◆ **What needs to be done**
Below are several entries. Transcribe exactly those lines that fall from the one with "for field in" through the one with "FilterField::Location => self.location", end lines included.

Stored dataset items:
_ _ _
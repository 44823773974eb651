// src/auth/token.rs
use base64::Engine;
use rand::rngs::OsRng;
use rand::RngCore;
use sha2::{Digest, Sha256};

pub const DEFAULT_TOKEN_BYTES: usize = 32;

/// Generate a session token using the OS RNG.
pub fn generate_token_default() -> String {
    let mut rng = OsRng;
    generate_token(&mut rng, DEFAULT_TOKEN_BYTES)
}

/// Generate a URL-safe token from random bytes.
/// - Uses Base64 URL-safe, no padding.
/// - Typically 32 bytes -> ~43 char token.
pub fn generate_token<R: RngCore>(rng: &mut R, nbytes: usize) -> String {
    let mut buf = vec![0u8; nbytes];
    rng.fill_bytes(&mut buf);
    base64::engine::general_purpose::URL_SAFE_NO_PAD.encode(&buf)
}

/// SHA-256 of the raw token. Only this goes in the DB.
pub fn hash_token(token: &str) -> [u8; 32] {
    let out = Sha256::digest(token.as_bytes());
    let mut arr = [0u8; 32];
    arr.copy_from_slice(&out);
    arr
}

/// Pull the token out of an `Authorization: Bearer <token>` header value.
pub fn parse_bearer(header: &str) -> Option<&str> {
    let (scheme, token) = header.trim().split_once(' ')?;
    if !scheme.eq_ignore_ascii_case("bearer") {
        return None;
    }
    let token = token.trim();
    (!token.is_empty()).then_some(token)
}
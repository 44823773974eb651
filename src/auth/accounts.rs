// src/auth/accounts.rs
use rusqlite::Connection;
use serde::Serialize;

use crate::auth::password::{hash_password, verify_password};
use crate::auth::sessions::create_session;
use crate::db::users;
use crate::domain::User;
use crate::errors::ServerError;

pub const MIN_PASSWORD_LEN: usize = 6;

/// Token plus profile, returned by signup and login.
#[derive(Debug, Clone, Serialize)]
pub struct AuthSession {
    pub token: String,
    pub user: User,
}

/// Trim + lowercase, minimal sanity check.
pub fn normalize_email(email: &str) -> Result<String, ServerError> {
    let e = email.trim().to_lowercase();
    if e.is_empty() || !e.contains('@') || e.starts_with('@') || e.ends_with('@') {
        return Err(ServerError::BadRequest("invalid email".into()));
    }
    Ok(e)
}

fn check_password(password: &str) -> Result<(), ServerError> {
    if password.chars().count() < MIN_PASSWORD_LEN {
        return Err(ServerError::BadRequest(format!(
            "password must be at least {MIN_PASSWORD_LEN} characters"
        )));
    }
    Ok(())
}

/// Create the account and open a session for it.
pub fn signup(
    conn: &Connection,
    name: &str,
    email: &str,
    password: &str,
    now: i64,
) -> Result<AuthSession, ServerError> {
    let name = name.trim();
    if name.is_empty() {
        return Err(ServerError::BadRequest("name is required".into()));
    }
    let email = normalize_email(email)?;
    check_password(password)?;

    let hash = hash_password(password)?;
    let id = users::create_user(conn, name, &email, &hash, now)?;
    let token = create_session(conn, id, now)?;

    Ok(AuthSession {
        token,
        user: User {
            id,
            name: name.to_string(),
            email,
        },
    })
}

/// Unknown email and wrong password produce the same error.
pub fn login(
    conn: &Connection,
    email: &str,
    password: &str,
    now: i64,
) -> Result<AuthSession, ServerError> {
    let invalid = || ServerError::Unauthorized("Invalid credentials".into());

    let email = normalize_email(email).map_err(|_| invalid())?;
    let (user, stored_hash) = users::find_credentials(conn, &email)?.ok_or_else(invalid)?;
    if !verify_password(password, &stored_hash) {
        return Err(invalid());
    }

    let token = create_session(conn, user.id, now)?;
    Ok(AuthSession { token, user })
}
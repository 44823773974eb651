pub mod account;
pub mod property;

pub use account::{SavedItem, SavedProperty, User};
pub use property::{Property, PropertyId, PropertyType};
// src/search/criteria.rs
use std::collections::HashMap;
use std::fmt;
use std::str::FromStr;

/// Decoded query string, one value per key (last one wins).
pub type QueryParams = HashMap<String, String>;

/// Optional search constraints. `None` always means "no constraint".
#[derive(Debug, Clone, Default, PartialEq, Eq)]
pub struct FilterCriteria {
    pub search: Option<String>,
    pub location: Option<String>,
    pub property_type: Option<String>,
    pub bedrooms: Option<u32>,
    pub min_price: Option<u64>,
    pub max_price: Option<u64>,
}

/// One editable filter, named after its query parameter.
#[derive(Debug, Clone, Copy, PartialEq, Eq)]
pub enum FilterField {
    Search,
    Location,
    Type,
    Bedrooms,
    MinPrice,
    MaxPrice,
}

impl FilterField {
    pub const ALL: [FilterField; 6] = [
        FilterField::Search,
        FilterField::Location,
        FilterField::Type,
        FilterField::Bedrooms,
        FilterField::MinPrice,
        FilterField::MaxPrice,
    ];

    pub fn param(&self) -> &'static str {
        match self {
            FilterField::Search => "search",
            FilterField::Location => "location",
            FilterField::Type => "type",
            FilterField::Bedrooms => "bedrooms",
            FilterField::MinPrice => "minPrice",
            FilterField::MaxPrice => "maxPrice",
        }
    }
}

impl fmt::Display for FilterField {
    fn fmt(&self, f: &mut fmt::Formatter<'_>) -> fmt::Result {
        f.write_str(self.param())
    }
}

impl FromStr for FilterField {
    type Err = String;

    fn from_str(s: &str) -> Result<Self, Self::Err> {
        FilterField::ALL
            .into_iter()
            .find(|f| f.param().eq_ignore_ascii_case(s.trim()))
            .ok_or_else(|| format!("unknown filter: {s}"))
    }
}

impl FilterCriteria {
    /// Build criteria from listing-endpoint parameters. Malformed numbers
    /// are dropped rather than rejected.
    pub fn from_params(params: &QueryParams) -> Self {
        let mut criteria = Self::default();
        for field in FilterField::ALL {
            if let Some(raw) = params.get(field.param()) {
                criteria.set(field, raw);
            }
        }
        criteria
    }

    /// Replace one field from raw user input.
    pub fn set(&mut self, field: FilterField, raw: &str) {
        match field {
            FilterField::Search => self.search = text(raw),
            FilterField::Location => self.location = text(raw),
            FilterField::Type => self.property_type = text(raw),
            FilterField::Bedrooms => self.bedrooms = number(raw),
            FilterField::MinPrice => self.min_price = number(raw),
            FilterField::MaxPrice => self.max_price = number(raw),
        }
    }

    pub fn is_empty(&self) -> bool {
        *self == Self::default()
    }

    pub fn has_price_range(&self) -> bool {
        self.min_price.is_some() || self.max_price.is_some()
    }

    /// Query-string pairs for the present fields only.
    pub fn to_query_pairs(&self) -> Vec<(&'static str, String)> {
        let mut pairs = Vec::new();
        let mut push = |field: FilterField, value: Option<String>| {
            if let Some(v) = value {
                pairs.push((field.param(), v));
            }
        };

        push(FilterField::Search, self.search.clone());
        push(FilterField::Location, self.location.clone());
        push(FilterField::Type, self.property_type.clone());
        push(FilterField::Bedrooms, self.bedrooms.map(|n| n.to_string()));
        push(FilterField::MinPrice, self.min_price.map(|n| n.to_string()));
        push(FilterField::MaxPrice, self.max_price.map(|n| n.to_string()));

        pairs
    }
}

fn text(raw: &str) -> Option<String> {
    let trimmed = raw.trim();
    (!trimmed.is_empty()).then(|| trimmed.to_string())
}

fn number<T: FromStr>(raw: &str) -> Option<T> {
    raw.trim().parse().ok()
}
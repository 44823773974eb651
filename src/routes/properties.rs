use crate::domain::PropertyId;
use crate::errors::ServerError;
use crate::responses::{json_response, ResultResp};
use crate::router::parse_query;
use crate::search::{FilterCriteria, PageRequest};
use crate::state::AppState;
use astra::Request;

/// GET /api/properties
pub fn list(req: &Request, state: &AppState) -> ResultResp {
    let params = parse_query(req);
    let criteria = FilterCriteria::from_params(&params);
    let page = PageRequest::from_params(&params);

    let result = state.dispatcher().search(&criteria, page)?;
    json_response(200, &result)
}

/// GET /api/properties/{id}
pub fn get(raw_id: &str, state: &AppState) -> ResultResp {
    let not_found = || ServerError::NotFound("Property not found".into());

    let id = PropertyId::parse(raw_id).ok_or_else(not_found)?;
    let property = state.dispatcher().find(&id)?.ok_or_else(not_found)?;
    json_response(200, &property)
}
pub mod accounts;
pub mod password;
pub mod sessions;
pub mod token;

pub use accounts::{login, signup};
pub use sessions::authenticate;
use crate::state::AppState;
use crate::tests::utils::{body_json, get, init_test_state, request, send};
use http::Method;
use serde_json::json;

fn user_token(state: &AppState) -> String {
    let resp = send(
        state,
        request(
            Method::POST,
            "/api/auth/signup",
            None,
            Some(json!({ "name": "Ada", "email": "ada@example.com", "password": "secret1" })),
        ),
    );
    body_json(resp)["token"].as_str().unwrap().to_string()
}

fn add(state: &AppState, token: &str, property_id: serde_json::Value) -> astra::Response {
    send(
        state,
        request(
            Method::POST,
            "/api/cart",
            Some(token),
            Some(json!({ "propertyId": property_id })),
        ),
    )
}

#[test]
fn cart_requires_authentication() {
    let (_dir, state) = init_test_state();

    let resp = send(&state, get("/api/cart", None));
    assert_eq!(resp.status(), 401);
    assert_eq!(body_json(resp)["message"], "No token");
}

#[test]
fn add_check_list_remove() {
    let (_dir, state) = init_test_state();
    let token = user_token(&state);

    let resp = add(&state, &token, json!(1));
    assert_eq!(resp.status(), 200);
    let body = body_json(resp);
    assert_eq!(body["message"], "Added to cart");
    assert_eq!(body["item"]["propertyId"], "1");
    assert_eq!(body["item"]["property"]["title"], "Luxury Villa");

    let resp = send(&state, get("/api/cart/check/1", Some(&token)));
    assert_eq!(body_json(resp)["inCart"], true);

    let resp = send(&state, get("/api/cart", Some(&token)));
    assert_eq!(resp.status(), 200);
    let items = body_json(resp);
    assert_eq!(items.as_array().unwrap().len(), 1);
    assert_eq!(items[0]["property"]["location"], "Malibu, CA");

    let resp = send(&state, request(Method::DELETE, "/api/cart/1", Some(&token), None));
    assert_eq!(resp.status(), 200);

    let resp = send(&state, get("/api/cart/check/1", Some(&token)));
    assert_eq!(body_json(resp)["inCart"], false);
}

#[test]
fn numeric_and_string_ids_are_the_same_item() {
    let (_dir, state) = init_test_state();
    let token = user_token(&state);

    assert_eq!(add(&state, &token, json!("2")).status(), 200);

    let resp = add(&state, &token, json!(2));
    assert_eq!(resp.status(), 400);
    assert_eq!(body_json(resp)["message"], "Already in your cart");
}

#[test]
fn missing_property_id_is_400() {
    let (_dir, state) = init_test_state();
    let token = user_token(&state);

    let resp = send(
        &state,
        request(Method::POST, "/api/cart", Some(&token), Some(json!({}))),
    );
    assert_eq!(resp.status(), 400);
    assert_eq!(body_json(resp)["message"], "Property ID required");
}

#[test]
fn removing_an_unsaved_item_is_404() {
    let (_dir, state) = init_test_state();
    let token = user_token(&state);

    let resp = send(&state, request(Method::DELETE, "/api/cart/7", Some(&token), None));
    assert_eq!(resp.status(), 404);
    assert_eq!(body_json(resp)["message"], "Item not found in cart");
}

#[test]
fn unresolvable_items_are_left_out_of_the_list() {
    let (_dir, state) = init_test_state();
    let token = user_token(&state);

    add(&state, &token, json!(3));
    add(&state, &token, json!("gone-listing"));

    let items = body_json(send(&state, get("/api/cart", Some(&token))));
    let items = items.as_array().unwrap();
    assert_eq!(items.len(), 1);
    assert_eq!(items[0]["propertyId"], "3");
}
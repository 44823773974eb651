// src/auth/sessions.rs
use crate::auth::token::{generate_token_default, hash_token, parse_bearer};
use crate::db::connection::Database;
use crate::domain::User;
use crate::errors::ServerError;
use rusqlite::{params, Connection, OptionalExtension};

pub const SESSION_TTL_SECS: i64 = 60 * 60 * 24 * 7; // 7 days

pub fn create_session(conn: &Connection, user_id: i64, now: i64) -> Result<String, ServerError> {
    let raw_token = generate_token_default();
    let hash = hash_token(&raw_token);
    let expires_at = now + SESSION_TTL_SECS;

    conn.execute(
        r#"
        insert into sessions (user_id, token_hash, created_at, expires_at)
        values (?, ?, ?, ?)
        "#,
        params![user_id, hash.as_slice(), now, expires_at],
    )
    .map_err(|e| ServerError::DbError(format!("create session failed: {e}")))?;

    Ok(raw_token)
}

pub fn load_user_from_session(
    conn: &Connection,
    raw_token: &str,
    now: i64,
) -> Result<Option<User>, ServerError> {
    let hash = hash_token(raw_token);

    conn.query_row(
        r#"
        select u.id, u.name, u.email
        from sessions s
        join users u on u.id = s.user_id
        where s.token_hash = ?
          and s.expires_at > ?
          and s.revoked_at is null
        "#,
        params![hash.as_slice(), now],
        |row| {
            Ok(User {
                id: row.get(0)?,
                name: row.get(1)?,
                email: row.get(2)?,
            })
        },
    )
    .optional()
    .map_err(|e| ServerError::DbError(format!("session lookup failed: {e}")))
}

pub fn revoke_session(conn: &Connection, raw_token: &str, now: i64) -> Result<bool, ServerError> {
    let hash = hash_token(raw_token);
    let n = conn
        .execute(
            "update sessions set revoked_at = ? where token_hash = ? and revoked_at is null",
            params![now, hash.as_slice()],
        )
        .map_err(|e| ServerError::DbError(format!("revoke session failed: {e}")))?;
    Ok(n > 0)
}

/// Resolve the user behind an `Authorization` header value.
pub fn authenticate(
    db: &Database,
    authorization: Option<&str>,
    now: i64,
) -> Result<User, ServerError> {
    let token = authorization
        .and_then(parse_bearer)
        .ok_or_else(|| ServerError::Unauthorized("No token".into()))?;

    db.with_conn(|conn| load_user_from_session(conn, token, now))?
        .ok_or_else(|| ServerError::Unauthorized("Invalid token".into()))
}
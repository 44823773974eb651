use crate::state::AppState;
use crate::tests::utils::{body_json, get, init_test_state, request, send};
use http::Method;
use serde_json::json;

fn signup(state: &AppState, email: &str) -> String {
    let resp = send(
        state,
        request(
            Method::POST,
            "/api/auth/signup",
            None,
            Some(json!({ "name": "Ada", "email": email, "password": "secret1" })),
        ),
    );
    assert_eq!(resp.status(), 201);
    body_json(resp)["token"].as_str().unwrap().to_string()
}

#[test]
fn signup_returns_token_and_profile() {
    let (_dir, state) = init_test_state();

    let resp = send(
        &state,
        request(
            Method::POST,
            "/api/auth/signup",
            None,
            Some(json!({ "name": "Ada", "email": "Ada@Example.com", "password": "secret1" })),
        ),
    );
    assert_eq!(resp.status(), 201);

    let body = body_json(resp);
    assert!(!body["token"].as_str().unwrap().is_empty());
    assert_eq!(body["user"]["email"], "ada@example.com");
    assert!(body["user"].get("password").is_none());
}

#[test]
fn duplicate_email_is_rejected() {
    let (_dir, state) = init_test_state();
    signup(&state, "ada@example.com");

    let resp = send(
        &state,
        request(
            Method::POST,
            "/api/auth/signup",
            None,
            Some(json!({ "name": "Other", "email": "ADA@example.com", "password": "secret2" })),
        ),
    );
    assert_eq!(resp.status(), 400);
}

#[test]
fn short_password_is_rejected() {
    let (_dir, state) = init_test_state();

    let resp = send(
        &state,
        request(
            Method::POST,
            "/api/auth/signup",
            None,
            Some(json!({ "name": "Ada", "email": "ada@example.com", "password": "12345" })),
        ),
    );
    assert_eq!(resp.status(), 400);
    assert!(body_json(resp)["message"].as_str().unwrap().contains("6"));
}

#[test]
fn login_and_me() {
    let (_dir, state) = init_test_state();
    signup(&state, "ada@example.com");

    let resp = send(
        &state,
        request(
            Method::POST,
            "/api/auth/login",
            None,
            Some(json!({ "email": "ada@example.com", "password": "secret1" })),
        ),
    );
    assert_eq!(resp.status(), 200);
    let token = body_json(resp)["token"].as_str().unwrap().to_string();

    let resp = send(&state, get("/api/auth/me", Some(&token)));
    assert_eq!(resp.status(), 200);
    assert_eq!(body_json(resp)["name"], "Ada");
}

#[test]
fn wrong_password_and_unknown_email_look_the_same() {
    let (_dir, state) = init_test_state();
    signup(&state, "ada@example.com");

    let attempt = |email: &str, password: &str| {
        let resp = send(
            &state,
            request(
                Method::POST,
                "/api/auth/login",
                None,
                Some(json!({ "email": email, "password": password })),
            ),
        );
        (resp.status().as_u16(), body_json(resp)["message"].clone())
    };

    let wrong_password = attempt("ada@example.com", "nope-nope");
    let unknown_email = attempt("bob@example.com", "secret1");
    assert_eq!(wrong_password.0, 401);
    assert_eq!(wrong_password, unknown_email);
}

#[test]
fn me_requires_a_valid_token() {
    let (_dir, state) = init_test_state();

    let resp = send(&state, get("/api/auth/me", None));
    assert_eq!(resp.status(), 401);
    assert_eq!(body_json(resp)["message"], "No token");

    let resp = send(&state, get("/api/auth/me", Some("bogus")));
    assert_eq!(resp.status(), 401);
    assert_eq!(body_json(resp)["message"], "Invalid token");
}

#[test]
fn logout_revokes_the_session() {
    let (_dir, state) = init_test_state();
    let token = signup(&state, "ada@example.com");

    let resp = send(&state, request(Method::POST, "/api/auth/logout", Some(&token), None));
    assert_eq!(resp.status(), 200);

    let resp = send(&state, get("/api/auth/me", Some(&token)));
    assert_eq!(resp.status(), 401);
}

#[test]
fn malformed_body_is_400() {
    let (_dir, state) = init_test_state();

    let resp = send(&state, request(Method::POST, "/api/auth/login", None, None));
    assert_eq!(resp.status(), 400);
}
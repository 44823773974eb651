// errors.rs
use thiserror::Error;

/// Errors originating from either the server logic
/// (routing, missing resources, auth) or downstream layers (DB).
#[derive(Debug, Error)]
pub enum ServerError {
    #[error("Not Found: {0}")]
    NotFound(String),

    #[error("Bad Request: {0}")]
    BadRequest(String),

    #[error("Unauthorized: {0}")]
    Unauthorized(String),

    #[error("Database Error: {0}")]
    DbError(String),

    #[error("Internal Server Error")]
    InternalError,
}

impl From<rusqlite::Error> for ServerError {
    fn from(e: rusqlite::Error) -> Self {
        ServerError::DbError(e.to_string())
    }
}

impl From<serde_json::Error> for ServerError {
    fn from(e: serde_json::Error) -> Self {
        ServerError::DbError(format!("json column: {e}"))
    }
}
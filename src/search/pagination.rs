// src/search/pagination.rs
use crate::search::criteria::QueryParams;
use serde::{Deserialize, Serialize};

pub const DEFAULT_PAGE: usize = 1;
pub const DEFAULT_PAGE_SIZE: usize = 10;

/// A 1-indexed page request. Both fields are always >= 1.
#[derive(Debug, Clone, Copy, PartialEq, Eq)]
pub struct PageRequest {
    page: usize,
    limit: usize,
}

impl Default for PageRequest {
    fn default() -> Self {
        Self {
            page: DEFAULT_PAGE,
            limit: DEFAULT_PAGE_SIZE,
        }
    }
}

impl PageRequest {
    /// Zero values fall back to the defaults.
    pub fn new(page: usize, limit: usize) -> Self {
        Self {
            page: if page == 0 { DEFAULT_PAGE } else { page },
            limit: if limit == 0 { DEFAULT_PAGE_SIZE } else { limit },
        }
    }

    /// Reads `page` and `limit`; missing, non-numeric or non-positive
    /// values become the defaults.
    pub fn from_params(params: &QueryParams) -> Self {
        let positive = |key: &str, default: usize| {
            params
                .get(key)
                .and_then(|raw| raw.trim().parse::<usize>().ok())
                .filter(|n| *n >= 1)
                .unwrap_or(default)
        };

        Self {
            page: positive("page", DEFAULT_PAGE),
            limit: positive("limit", DEFAULT_PAGE_SIZE),
        }
    }

    pub fn page(&self) -> usize {
        self.page
    }

    pub fn limit(&self) -> usize {
        self.limit
    }

    fn offset(&self) -> usize {
        (self.page - 1).saturating_mul(self.limit)
    }
}

/// One page of results plus the totals needed to render pagination.
#[derive(Debug, Clone, PartialEq, Serialize, Deserialize)]
#[serde(rename_all = "camelCase")]
pub struct Page<T> {
    pub properties: Vec<T>,
    pub total: usize,
    pub page: usize,
    pub total_pages: usize,
    pub limit: usize,
}

/// Slice `items` to the requested page. Pages past the end are empty.
pub fn paginate<T>(items: Vec<T>, req: PageRequest) -> Page<T> {
    let total = items.len();
    let total_pages = total.div_ceil(req.limit);

    let properties = items
        .into_iter()
        .skip(req.offset())
        .take(req.limit)
        .collect();

    Page {
        properties,
        total,
        page: req.page,
        total_pages,
        limit: req.limit,
    }
}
_ _ _
◆ **Solution to this task**
        for field in FilterField::ALL {
            if let Some(raw) = params.get(field.param()) {
                criteria.set(field, raw);
            }
        }
        criteria
    }

    /// Replace one field from raw user input.
    pub fn set(&mut self, field: FilterField, raw: &str) {
        match field {
            FilterField::Search => self.search = text(raw),
            FilterField::Location => self.location = text(raw),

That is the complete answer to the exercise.